/---

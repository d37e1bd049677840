mod details;
mod list;

pub use list::ContractList;
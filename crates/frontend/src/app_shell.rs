//! Root components: the login gate and the main layout.

use crate::layout::center::PageOutlet;
use crate::layout::global_context::use_global_context;
use crate::layout::left::Navbar;
use crate::layout::Shell;
use crate::system::auth::use_auth;
use crate::system::pages::login::LoginPage;
use leptos::prelude::*;

/// Navbar on the left, the active page in the center.
///
/// Syncs the active page with the URL (`?page=...`).
#[component]
fn MainLayout() -> impl IntoView {
    let ctx = use_global_context();
    ctx.init_router_integration();

    view! {
        <Shell
            left=|| view! { <Navbar /> }.into_any()
            center=|| view! { <PageOutlet /> }.into_any()
        />
    }
}

/// Shows `LoginPage` without a session, `MainLayout` with one.
#[component]
pub fn AppShell() -> impl IntoView {
    let session = use_auth();

    view! {
        <Show
            when=move || session.is_logged_in()
            fallback=|| view! { <LoginPage /> }
        >
            <MainLayout />
        </Show>
    }
}
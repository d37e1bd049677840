use crate::domain::common::AggregateRoot;
use crate::shared::{EntityId, RecordStatus, StorageKey, ValidationError};
use serde::{Deserialize, Serialize};

/// Point of interest inside a building.
#[derive(Debug, Clone, PartialEq, Serialize, Deserialize)]
#[serde(rename_all = "camelCase")]
pub struct Location {
    pub id: EntityId,
    pub name: String,
    #[serde(default)]
    pub contract: String,
    #[serde(default)]
    pub building: String,
    #[serde(default = "default_level")]
    pub level: i32,
    #[serde(default)]
    pub x: f64,
    #[serde(default)]
    pub y: f64,
    #[serde(default)]
    pub status: RecordStatus,
    #[serde(default, skip_serializing_if = "Option::is_none")]
    pub created_date: Option<String>,
}

fn default_level() -> i32 {
    1
}

#[derive(Debug, Clone, PartialEq, Serialize, Deserialize)]
pub struct LocationDto {
    pub id: Option<EntityId>,
    pub name: String,
    pub contract: String,
    pub building: String,
    /// Raw input; unparsable values fall back to level 1
    pub level: String,
    pub x: String,
    pub y: String,
}

impl Default for LocationDto {
    fn default() -> Self {
        Self {
            id: None,
            name: String::new(),
            contract: String::new(),
            building: String::new(),
            level: "1".to_string(),
            x: "0".to_string(),
            y: "0".to_string(),
        }
    }
}

impl From<&Location> for LocationDto {
    fn from(l: &Location) -> Self {
        Self {
            id: Some(l.id),
            name: l.name.clone(),
            contract: l.contract.clone(),
            building: l.building.clone(),
            level: l.level.to_string(),
            x: l.x.to_string(),
            y: l.y.to_string(),
        }
    }
}

impl Location {
    pub fn from_dto(id: EntityId, dto: &LocationDto, created_date: Option<String>) -> Result<Self, ValidationError> {
        if dto.name.trim().is_empty() || dto.contract.trim().is_empty() {
            return Err(ValidationError::RequiredFields);
        }
        Ok(Self {
            id,
            name: dto.name.trim().to_string(),
            contract: dto.contract.clone(),
            building: dto.building.trim().to_string(),
            level: dto.level.trim().parse().ok().filter(|l| *l != 0).unwrap_or(1),
            x: dto.x.trim().parse().unwrap_or(0.0),
            y: dto.y.trim().parse().unwrap_or(0.0),
            status: RecordStatus::Active,
            created_date,
        })
    }
}

impl AggregateRoot for Location {
    type Id = EntityId;

    fn id(&self) -> Self::Id {
        self.id
    }

    fn description(&self) -> &str {
        &self.name
    }

    fn aggregate_index() -> &'static str {
        "a003"
    }

    fn collection_name() -> &'static str {
        "location"
    }

    fn element_name() -> &'static str {
        "Location"
    }

    fn list_name() -> &'static str {
        "Locations"
    }

    fn storage_key() -> StorageKey {
        StorageKey::Locations
    }

    fn seed() -> Vec<Self> {
        let row = |id: u64, name: &str, building: &str, level: i32, x: f64, y: f64| Location {
            id: EntityId(id),
            name: name.to_string(),
            contract: "CON001".to_string(),
            building: building.to_string(),
            level,
            x,
            y,
            status: RecordStatus::Active,
            created_date: Some("2024-01-01".to_string()),
        };
        vec![
            row(1, "Building A - Floor 1", "A", 1, 100.0, 200.0),
            row(2, "Building A - Floor 2", "A", 2, 100.0, 300.0),
            row(3, "Building B - Floor 1", "B", 1, 200.0, 200.0),
        ]
    }
}

pub fn name_of(locations: &[Location], id: EntityId) -> Option<&str> {
    locations.iter().find(|l| l.id == id).map(|l| l.name.as_str())
}

#[cfg(test)]
mod tests {
    use super::*;

    #[test]
    fn test_numeric_fields_fall_back() {
        let dto = LocationDto {
            name: "Lobby".into(),
            contract: "CON001".into(),
            level: "abc".into(),
            x: "12.5".into(),
            y: "".into(),
            ..Default::default()
        };
        let loc = Location::from_dto(EntityId(10), &dto, None).unwrap();
        assert_eq!(loc.level, 1);
        assert_eq!(loc.x, 12.5);
        assert_eq!(loc.y, 0.0);
    }

    #[test]
    fn test_contract_is_required() {
        let dto = LocationDto {
            name: "Lobby".into(),
            ..Default::default()
        };
        assert_eq!(
            Location::from_dto(EntityId(10), &dto, None).unwrap_err(),
            ValidationError::RequiredFields
        );
    }
}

\---

## Task goal
If a line of the listing contains "PageOutlet", count it; state the final number and nothing more.

## Result below
2